Weight Loss Challenges To Be Aware Of

A Sudden Swing In Weight Due To A Change In Carbohydrate Intake

This will generally happen whenever we either, a) start dieting, b) take a break from dieting, c) or have a sudden spike in carb intake.

1g of glycogen holds 3g of water. Our muscles are made up of ~70-80% water which is stored from muscle glycogen. Glycogen comes from the carbs we eat.

When we eat fewer carbs than normal, which we will when we start dieting, our bodies (the muscles mainly) will hold less water, giving us the false impression that we’ve lost fat. This is what explains the ease of which most people drop the first few pounds when they start a diet – it’s mostly water. So, if you lost 7lbs in the first week that you started dieting, and then a pound per week after, it’s reasonable to assume that 6lbs of that weight loss in the first week was water. This is important to bear in mind, because…

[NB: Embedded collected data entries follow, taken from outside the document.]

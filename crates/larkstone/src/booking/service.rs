use chrono::Utc;
use tracing::{info, warn};

use super::domain::{EnquiryDraft, SubmissionReceipt};
use super::validation::{EnquirySchema, FieldErrors};

/// Boundary that accepts candidate enquiries, sitting behind both the
/// form flow and `POST /api/bookings`.
pub trait SubmissionGate: Send + Sync {
    fn submit(&self, draft: &EnquiryDraft) -> Result<SubmissionReceipt, SubmissionError>;
}

/// Error raised by a submission gate.
#[derive(Debug, thiserror::Error)]
pub enum SubmissionError {
    #[error("enquiry failed validation")]
    Rejected(FieldErrors),
    #[error("booking backend unavailable: {0}")]
    Unavailable(String),
}

/// Production gate: validates with the default-locale schema and logs the
/// intake. There is no durable persistence behind it; the log line is the
/// whole downstream effect.
pub struct EnquiryService {
    schema: EnquirySchema,
}

impl EnquiryService {
    pub fn new() -> Self {
        Self {
            schema: EnquirySchema::default(),
        }
    }
}

impl Default for EnquiryService {
    fn default() -> Self {
        Self::new()
    }
}

impl SubmissionGate for EnquiryService {
    fn submit(&self, draft: &EnquiryDraft) -> Result<SubmissionReceipt, SubmissionError> {
        match self.schema.validate(draft) {
            Ok(enquiry) => {
                info!(
                    company = %enquiry.company,
                    location = %enquiry.location,
                    group_size = %enquiry.group_size,
                    "received group booking enquiry"
                );
                Ok(SubmissionReceipt {
                    enquiry,
                    received_at: Utc::now(),
                })
            }
            Err(errors) => {
                warn!(fields = errors.len(), "rejected group booking enquiry");
                Err(SubmissionError::Rejected(errors))
            }
        }
    }
}
use clap::Args;
use larkstone::booking::{EnquiryDraft, EnquirySchema};
use larkstone::error::AppError;
use larkstone::i18n::Locale;
use std::fs;
use std::path::PathBuf;

#[derive(Args, Debug)]
pub(crate) struct CheckArgs {
    /// Path to a JSON file holding one booking enquiry payload
    pub(crate) payload: PathBuf,
    /// Locale whose catalog supplies the validation messages
    #[arg(long, default_value = "en-GB", value_parser = crate::infra::parse_locale)]
    pub(crate) locale: Locale,
}

/// Validate a payload file offline, printing the same verdict the JSON
/// endpoint would return. Malformed payloads and rejections are reported
/// on stdout, not as process failures.
pub(crate) fn run_check(args: CheckArgs) -> Result<(), AppError> {
    let CheckArgs { payload, locale } = args;

    let raw = fs::read_to_string(&payload)?;
    let draft: EnquiryDraft = match serde_json::from_str(&raw) {
        Ok(draft) => draft,
        Err(err) => {
            println!("Payload is not a booking enquiry: {err}");
            return Ok(());
        }
    };

    let schema = EnquirySchema::for_locale(locale);
    match schema.validate(&draft) {
        Ok(enquiry) => {
            println!("Enquiry accepted");
            println!("  Company: {}", enquiry.company);
            println!(
                "  Contact: {} {} <{}>",
                enquiry.first_name, enquiry.last_name, enquiry.email
            );
            println!("  Group size: {}", enquiry.group_size);
            println!(
                "  Stay: {} to {} at {}",
                enquiry.arrival_date, enquiry.departure_date, enquiry.location
            );
            if !enquiry.requirements.is_empty() {
                println!("  Requirements: {}", enquiry.requirements);
            }
        }
        Err(errors) => {
            println!("Enquiry rejected with {} error(s):", errors.len());
            for error in errors.iter() {
                println!("  - {}: {}", error.field.key(), error.message);
            }
        }
    }

    Ok(())
}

When we eat more carbs than normal, when we take a diet break, go on holiday, or get drunk and wake up surrounded by pizza boxes (that we swear aren’t ours), our bodies will hold more water, giving us the impression that we’ve gained a lot of fat. This is the reverse effect when we start dieting, and you can expect to gain those 6lbs (or a good part of it) back.

Don’t let these temporary fluctuations in water balance stress you out.

Whenever you suddenly gain a lot of weight, here’s why you can be confident that it is not fat gain:

1lb of fat ~= 3200kCal of stored energy. If your maintenance calorie intake is 2500kCal, even if we assume that any excess over regular calorie maintenance is stored perfectly as body fat (which is isn’t), then that’s more than 5700kCal you’d have to consume on a single day to gain a single pound of body fat. Possible, yes, but not likely if you are eating sensibly. The much more likely explanation is that you pulled in some more water with the increase of carbohydrate intake.

Why Sudden Stalls In Weight Loss Happen And What To Do About Them


This one may sounds like clear nonsense, and I didn’t believe myself until I experienced it happening times myself with clients, but here we go:

Reason: A Sudden Stall or Whoosh of Weight Loss Due To Fat Cells Filling and Emptying of Water

Please pay attention, as this may well be you in a few weeks time and this will save you a lot of frustration.

It is not uncommon for people to see the following kind of pattern in scale weight change over the weeks when dieting:

190, 189, 188, 187, 187, 187, 187, 183

For several weeks you might average one pound of fat loss, but the next few weeks you see no change, and then just on the point of pulling your hair out you lose four pounds seemingly overnight.

The simple but unfortunate fact is that though fat loss comes off linearly with a calorie deficit, the way it manifests in the scale weight is often not. This is because water retention often masks fat losses, and we get stalls and whooshes in the number the scale displays.

If you suddenly stop losing weight. Don’t change anything, just wait!

It has been hypothesised by Lyle McDonald that this is due to the fat cells filling up with water as they empty. This is especially annoying for the dieter because this means the fat losses will not show in stomach measurements.

Fat loss will not start or stop suddenly unless the calorie balance has changed. The reduction in total daily energy needs (or TDEE) when dieting is a gradual thing (NEAT↓, BMR↓, TEF↓). Metabolic adaptation is not a sudden switch. So, if you have been consistent with their diet, weight loss has been at ~1lb a week for a while (for example) and the scale suddenly stops moving, you know there is some water retention going on.

Strategies Whenever Water Retention Happens

1. Do nothing, stay patient.

Firstly, don’t rush to change anything. The key here is patience and often we cannot force the water retention to cease. Remember, I’m not taking about water retentionin the sense of any medical condition here, just the natural stuff that happens to dieters. You are normal, so remember to chill out about it.

I say this because highly wound people are the ones that are most likely to have this happen to them, and the ones that will stress the most about it, worsening the issue.

2. Reduce Stress

This is best thing you can do to minimise your risk of this from happening in the first place is to minimise stress in your life. I’m talking about obvious stuff that you might consider stress here like things at work and home, but also training stresses. – Your body doesn’t differentiate between different types of stress to a great degree. Cutting down a person’s unnecessarily high training volume (meaning both strength & cardio) can work wonders here.

Sleep better.

Consider taking a diet break.

3. Dry Carb Up

One day with a very high carb intake and reduced water intake. This is an attempt to force your body to suck the water from the fat cells to be used for storing carbohydrate in the muscles as glycogen.